In recent weeks, the Western Telegraph of Pembrokeshire, a county in southwestern Wales, has provided news coverage on an unexpected topic: fusion energy. The Pembrokeshire County Council plans to nominate the county for a prototype fusion energy plant being developed by the UK Atomic Energy Authority. This fusion technology, says one of the articles, “could offer a virtually limitless source of clean electricity by copying the processes that powers the sun.”
That is, unless misinformation defeats it. The greatest threat to fusion energy, the “Holy Grail” of clean power, is no longer underfunding or engineering challenges. The greatest barrier is misunderstanding about two types of nuclear reactions: fission and fusion.
Beneath the Western Telegraph articles, the comment sections—rarely a hospitable place for facts or nuance—reflect this misunderstanding.
“If it's so safe why don't they put it in central London? That is where most of the energy is used, after all, in the overcrowded south-east,” wrote one reader.
“And if (when?) there is an accident it would affect a huge area, rather like a hydrogen bomb. What price jobs then? Get some detailed facts before you vote for this,” said another.
“Pembrokeshire people don't matter as much as Londoners,” said a jaded reader. “If there's a leak of radiation and people start dying with leukemia or other cancers or heaven forbid an explosion ...........”
Let me be clear: these fears are all unfounded. However, to dismiss the comment section as harmless rambling would be a grave mistake.
During the COVID-19 pandemic, we have witnessed how equally baseless misinformation can lead people to reject masks and vaccinations, resulting in preventable deaths. The social media platforms that spread COVID-19 lies are just comment sections with global reach.
As such, innovation alone will not solve global challenges like climate change. Innovators of complex, misunderstood technologies like fusion must also win the war for public opinion before comment sections and social media hijack the conversation.
Because fusion is a nuclear technology and sounds a lot like fission—the technology in Cold War-era nuclear plants—this battle will be especially difficult.
In nuclear fission, a uranium isotope is split to start a chain reaction that is very difficult to stop. Fission plants come with the risk of meltdowns, fissile material can be weaponized and the long-lived radioactive waste has a half-life of over 200,000 years.
A fusion plant replicates the process that occurs in stars like our Sun. Estimates suggest that one kilogram of fusion fuel, sourced from seawater, could heat and power 10,000 homes for a year.

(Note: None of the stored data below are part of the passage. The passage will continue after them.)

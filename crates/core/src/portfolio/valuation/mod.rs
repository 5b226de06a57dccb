//! Valuation of holdings against live quotes.

mod valuation_calculator;
mod valuation_model;

pub use valuation_calculator::{day_change_percent, value_holdings};
pub use valuation_model::{HoldingValuation, PortfolioSummary, PortfolioValuation};
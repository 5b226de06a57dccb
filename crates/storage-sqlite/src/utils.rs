//! Helpers for the SQLite text encodings and parameter limits.
//!
//! Decimals are stored as their canonical string so no precision is lost.
//! Timestamps are stored as RFC 3339 UTC with fixed nanosecond precision so
//! lexicographic order matches chronological order.

use std::str::FromStr;

use chrono::{DateTime, SecondsFormat, Utc};
use rust_decimal::Decimal;

use crate::errors::StorageError;

/// Maximum number of parameters for SQLite IN (...) queries.
///
/// SQLite has a compile-time limit on the number of parameters in a SQL statement,
/// typically around 999 (SQLITE_MAX_VARIABLE_NUMBER). 500 leaves room for the
/// other parameters of the query.
pub const SQLITE_MAX_PARAMS_CHUNK: usize = 500;

/// Chunk a slice into smaller slices for batch SQLite queries.
pub fn chunk_for_sqlite<T>(items: &[T]) -> impl Iterator<Item = &[T]> {
    items.chunks(SQLITE_MAX_PARAMS_CHUNK)
}

pub fn decimal_to_text(value: Decimal) -> String {
    value.normalize().to_string()
}

pub fn parse_decimal(value: &str, field: &str) -> Result<Decimal, StorageError> {
    Decimal::from_str(value)
        .map_err(|e| {
            StorageError::Corrupt(format!("{} '{}' is not a decimal: {}", field, value, e))
        })
}

pub fn timestamp_to_text(value: DateTime<Utc>) -> String {
    value.to_rfc3339_opts(SecondsFormat::Nanos, true)
}

pub fn parse_timestamp(value: &str, field: &str) -> Result<DateTime<Utc>, StorageError> {
    DateTime::parse_from_rfc3339(value)
        .map(|dt| dt.with_timezone(&Utc))
        .map_err(|e| {
            StorageError::Corrupt(format!("{} '{}' is not a timestamp: {}", field, value, e))
        })
}

#[cfg(test)]
mod tests {
    use super::*;
    use chrono::TimeZone;
    use rust_decimal_macros::dec;

    #[test]
    fn test_chunk_for_sqlite_over_limit() {
        let items: Vec<i32> = (0..1200).collect();
        let chunks: Vec<_> = chunk_for_sqlite(&items).collect();
        assert_eq!(chunks.len(), 3);
        assert_eq!(chunks[2].len(), 200);
    }

    #[test]
    fn test_decimal_text_keeps_precision() {
        let value = dec!(153.33333333333333333333333333);
        assert_eq!(parse_decimal(&decimal_to_text(value), "price").unwrap(), value);
        assert_eq!(decimal_to_text(dec!(150.00)), "150");
        assert!(matches!(
            parse_decimal("abc", "price"),
            Err(StorageError::Corrupt(_))
        ));
    }

    #[test]
    fn test_timestamp_text_sorts_chronologically() {
        let earlier = Utc.with_ymd_and_hms(2024, 3, 9, 23, 59, 59).unwrap();
        let later = Utc.with_ymd_and_hms(2024, 3, 10, 0, 0, 0).unwrap();
        let (a, b) = (timestamp_to_text(earlier), timestamp_to_text(later));
        assert!(a < b);
        assert_eq!(parse_timestamp(&a, "taken_at").unwrap(), earlier);
    }
}
use chrono::{DateTime, Duration, TimeZone, Utc};
use rust_decimal::Decimal;
use rust_decimal_macros::dec;
use uuid::Uuid;

use ledgerfolio_core::assets::{AssetRepositoryTrait, NewAsset};
use ledgerfolio_core::errors::{DatabaseError, Error};
use ledgerfolio_core::ledger::{
    Holding, HoldingChange, LedgerRepositoryTrait, TradeCommit, TradeType, Transaction,
    TransactionFilter,
};
use ledgerfolio_core::users::{NewUser, UserRepositoryTrait};

use super::LedgerRepository;
use crate::assets::AssetRepository;
use crate::test_utils::test_db;
use crate::users::UserRepository;

async fn seeded() -> (LedgerRepository, tempfile::TempDir) {
    let (pool, writer, dir) = test_db();
    let users = UserRepository::new(pool.clone(), writer.clone());
    for id in ["u1", "u2"] {
        users
            .create(NewUser {
                id: Some(id.to_string()),
                name: id.to_uppercase(),
            })
            .await
            .unwrap();
    }
    let assets = AssetRepository::new(pool.clone(), writer.clone());
    for symbol in ["AAPL", "MSFT"] {
        assets.create(NewAsset::bare(symbol)).await.unwrap();
    }
    (LedgerRepository::new(pool, writer), dir)
}

fn at(day: u32) -> DateTime<Utc> {
    Utc.with_ymd_and_hms(2024, 5, day, 14, 30, 0).unwrap()
}

fn transaction(
    user_id: &str,
    symbol: &str,
    trade_type: TradeType,
    quantity: Decimal,
    price: Decimal,
    executed_at: DateTime<Utc>,
) -> Transaction {
    Transaction {
        id: Uuid::new_v4().to_string(),
        user_id: user_id.to_string(),
        symbol: symbol.to_string(),
        trade_type,
        quantity,
        price,
        fees: Decimal::ZERO,
        total_amount: quantity * price,
        notes: None,
        executed_at,
        created_at: executed_at,
    }
}

fn opening(user_id: &str, symbol: &str, quantity: Decimal, price: Decimal) -> TradeCommit {
    let tx = transaction(user_id, symbol, TradeType::Buy, quantity, price, at(1));
    TradeCommit {
        user_id: user_id.to_string(),
        symbol: symbol.to_string(),
        expected_version: None,
        holding_change: HoldingChange::Upsert(Holding {
            id: Uuid::new_v4().to_string(),
            user_id: user_id.to_string(),
            symbol: symbol.to_string(),
            quantity,
            average_cost: price,
            version: 1,
            created_at: tx.executed_at,
            updated_at: tx.executed_at,
        }),
        transaction: tx,
    }
}

fn follow_up(current: &Holding, quantity: Decimal, average_cost: Decimal, day: u32) -> TradeCommit {
    TradeCommit {
        user_id: current.user_id.clone(),
        symbol: current.symbol.clone(),
        expected_version: Some(current.version),
        transaction: transaction(
            &current.user_id,
            &current.symbol,
            TradeType::Buy,
            dec!(1),
            average_cost,
            at(day),
        ),
        holding_change: HoldingChange::Upsert(Holding {
            quantity,
            average_cost,
            version: current.version + 1,
            updated_at: at(day),
            ..current.clone()
        }),
    }
}

#[tokio::test]
async fn test_commit_round_trips_exact_decimals() {
    let (repo, _dir) = seeded().await;
    let avg = dec!(153.33333333333333333333333333);
    let outcome = repo.commit_trade(opening("u1", "AAPL", dec!(15), avg)).await.unwrap();

    let stored = repo.get_holding("u1", "AAPL").unwrap().unwrap();
    assert_eq!(Some(stored.clone()), outcome.holding);
    assert_eq!(stored.average_cost, avg);
    assert_eq!(stored.version, 1);
    assert_eq!(repo.get_transaction(&outcome.transaction.id).unwrap(), outcome.transaction);
}

#[tokio::test]
async fn test_stale_version_is_rejected_and_rolled_back() {
    let (repo, _dir) = seeded().await;
    let first = repo.commit_trade(opening("u1", "AAPL", dec!(10), dec!(150))).await.unwrap();
    let holding = first.holding.unwrap();

    repo.commit_trade(follow_up(&holding, dec!(11), dec!(151), 2)).await.unwrap();
    // Computed from version 1, which is no longer current.
    let err = repo
        .commit_trade(follow_up(&holding, dec!(11), dec!(152), 3))
        .await
        .unwrap_err();

    assert!(matches!(err, Error::ConcurrencyConflict { ref symbol, .. } if symbol == "AAPL"));
    let stored = repo.get_holding("u1", "AAPL").unwrap().unwrap();
    assert_eq!(stored.version, 2);
    assert_eq!(stored.average_cost, dec!(151));
    let all = repo.list_transactions("u1", &TransactionFilter::default()).unwrap();
    assert_eq!(all.len(), 2);
}

#[tokio::test]
async fn test_second_opening_commit_conflicts() {
    let (repo, _dir) = seeded().await;
    repo.commit_trade(opening("u1", "MSFT", dec!(1), dec!(300))).await.unwrap();

    let err = repo
        .commit_trade(opening("u1", "MSFT", dec!(2), dec!(310)))
        .await
        .unwrap_err();

    assert!(matches!(err, Error::ConcurrencyConflict { .. }));
    assert_eq!(repo.get_holding("u1", "MSFT").unwrap().unwrap().quantity, dec!(1));
}

#[tokio::test]
async fn test_delete_change_closes_holding() {
    let (repo, _dir) = seeded().await;
    let holding = repo
        .commit_trade(opening("u1", "AAPL", dec!(5), dec!(100)))
        .await
        .unwrap()
        .holding
        .unwrap();

    let outcome = repo
        .commit_trade(TradeCommit {
            user_id: "u1".to_string(),
            symbol: "AAPL".to_string(),
            expected_version: Some(holding.version),
            transaction: transaction("u1", "AAPL", TradeType::Sell, dec!(5), dec!(120), at(2)),
            holding_change: HoldingChange::Delete {
                holding_id: holding.id.clone(),
            },
        })
        .await
        .unwrap();

    assert!(outcome.holding.is_none());
    assert!(repo.get_holding("u1", "AAPL").unwrap().is_none());
    assert!(repo.list_holdings("u1").unwrap().is_empty());
}

#[tokio::test]
async fn test_unknown_user_violates_foreign_key() {
    let (repo, _dir) = seeded().await;
    let err = repo
        .commit_trade(opening("ghost", "AAPL", dec!(1), dec!(1)))
        .await
        .unwrap_err();

    assert!(matches!(err, Error::Database(DatabaseError::ForeignKeyViolation(_))));
    assert!(repo.list_transactions("ghost", &TransactionFilter::default()).unwrap().is_empty());
}

#[tokio::test]
async fn test_transaction_listing_filters_and_orders() {
    let (repo, _dir) = seeded().await;
    let aapl = repo
        .commit_trade(opening("u1", "AAPL", dec!(10), dec!(150)))
        .await
        .unwrap()
        .holding
        .unwrap();
    repo.commit_trade(follow_up(&aapl, dec!(11), dec!(150), 4)).await.unwrap();
    repo.commit_trade(opening("u1", "MSFT", dec!(1), dec!(300))).await.unwrap();
    repo.commit_trade(opening("u2", "AAPL", dec!(1), dec!(150))).await.unwrap();

    let all = repo.list_transactions("u1", &TransactionFilter::default()).unwrap();
    assert_eq!(all.len(), 3);
    assert_eq!(all[0].executed_at, at(4));
    assert!(all.iter().all(|t| t.user_id == "u1"));

    let newest_apple = repo
        .list_transactions(
            "u1",
            &TransactionFilter {
                symbol: Some("AAPL".to_string()),
                trade_type: Some(TradeType::Buy),
                limit: Some(1),
            },
        )
        .unwrap();
    assert_eq!(newest_apple.len(), 1);
    assert_eq!(newest_apple[0].executed_at, at(4));

    let sells = repo
        .list_transactions(
            "u1",
            &TransactionFilter {
                trade_type: Some(TradeType::Sell),
                ..TransactionFilter::default()
            },
        )
        .unwrap();
    assert!(sells.is_empty());
}

#[tokio::test]
async fn test_update_and_delete_transaction_rows() {
    let (repo, _dir) = seeded().await;
    let outcome = repo.commit_trade(opening("u1", "AAPL", dec!(10), dec!(150))).await.unwrap();

    let corrected = Transaction {
        quantity: dec!(12),
        fees: dec!(2),
        total_amount: dec!(1802),
        notes: Some("broker statement".to_string()),
        executed_at: outcome.transaction.executed_at - Duration::hours(1),
        ..outcome.transaction.clone()
    };
    repo.update_transaction(corrected.clone()).await.unwrap();
    assert_eq!(repo.get_transaction(&corrected.id).unwrap(), corrected);
    // Rewriting the row leaves the holding alone.
    assert_eq!(repo.get_holding("u1", "AAPL").unwrap().unwrap().quantity, dec!(10));

    assert_eq!(repo.delete_transaction(&corrected.id).await.unwrap(), 1);
    assert_eq!(repo.delete_transaction(&corrected.id).await.unwrap(), 0);
    assert!(matches!(
        repo.get_transaction(&corrected.id),
        Err(Error::Database(DatabaseError::NotFound(_)))
    ));

    let missing = repo.update_transaction(corrected).await.unwrap_err();
    assert!(matches!(missing, Error::Database(DatabaseError::NotFound(_))));
}
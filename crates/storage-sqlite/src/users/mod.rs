//! SQLite storage implementation for users.

mod model;
mod repository;

pub use model::UserDB;
pub use repository::UserRepository;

Fusion systems cannot meltdown like fission reactors. The process stops when the power input is switched off. The trace amounts of radioactive waste produced in fusion have a half-life of less than 200 years, which is quite manageable. Fusion checks the carbon-zero box like solar and wind but without their physical space requirements, and it also produces the baseload power we need to retire coal- and gas-fired power plants.
The public in western democracies has turned against nuclear fission. From the United States and Japan to Germany and France, nuclear power plants are being shuttered over fears about radioactive waste, meltdowns and terrorism. No one wants a fission plant in their backyard.
Is the public then ready for fusion energy, which could supply the world with affordable, abundant, safe and clean baseload power? If the Western Telegraph is any indication, fusion has a severe awareness problem. Moreover, promoters of hydrogen, fission, wind and solar are happy to feed the confusion. Nuclear is nuclear, these competitors say. If they succeed in keeping fusion in the same regulatory file as fission, they will delay its path to market.
Although fusion is now near commercialization, even the well-known energy advisors who shape policymaking and business strategy are not talking about it yet. The International Energy Agency (IEA) has not factored fusion into its predictions about future energy consumption. McKinsey, BloombergNEF and BCG have yet to predict how fusion might impact emissions and energy markets. Thus, we rarely hear about a future in which fusion energy powers our cars, trains, ships, homes, data centers and heavy industries.
Yet, to keep global warming below 1.5° C, we need to treat the fusion option seriously and identify sites like in Pembrokeshire now. To reach net-zero emissions by 2050, we’ll need to start opening commercial fusion plants by the early 2030s. An additional decade of regulatory humdrum would cost humanity dearly.
This brings me back to the Western Telegraph. The campaign for fusion energy cannot stay cloistered in business magazines, scientific journals and investment conferences. Fusion is a local issue. The plants must exist in someone’s backyard.
Therefore, the future of fusion energy will be fought in local government and comment sections. The same forces that have undermined public health over the last year could undermine fusion, which is the closest thing we have to a “vaccine” for climate change.
We need to get ahead of the problem. The campaign to educate the public about fusion must start now. The general public needs to understand that fusion energy is truly the holy grail of clean energy and will provide safe, affordable, clean energy everywhere, forever.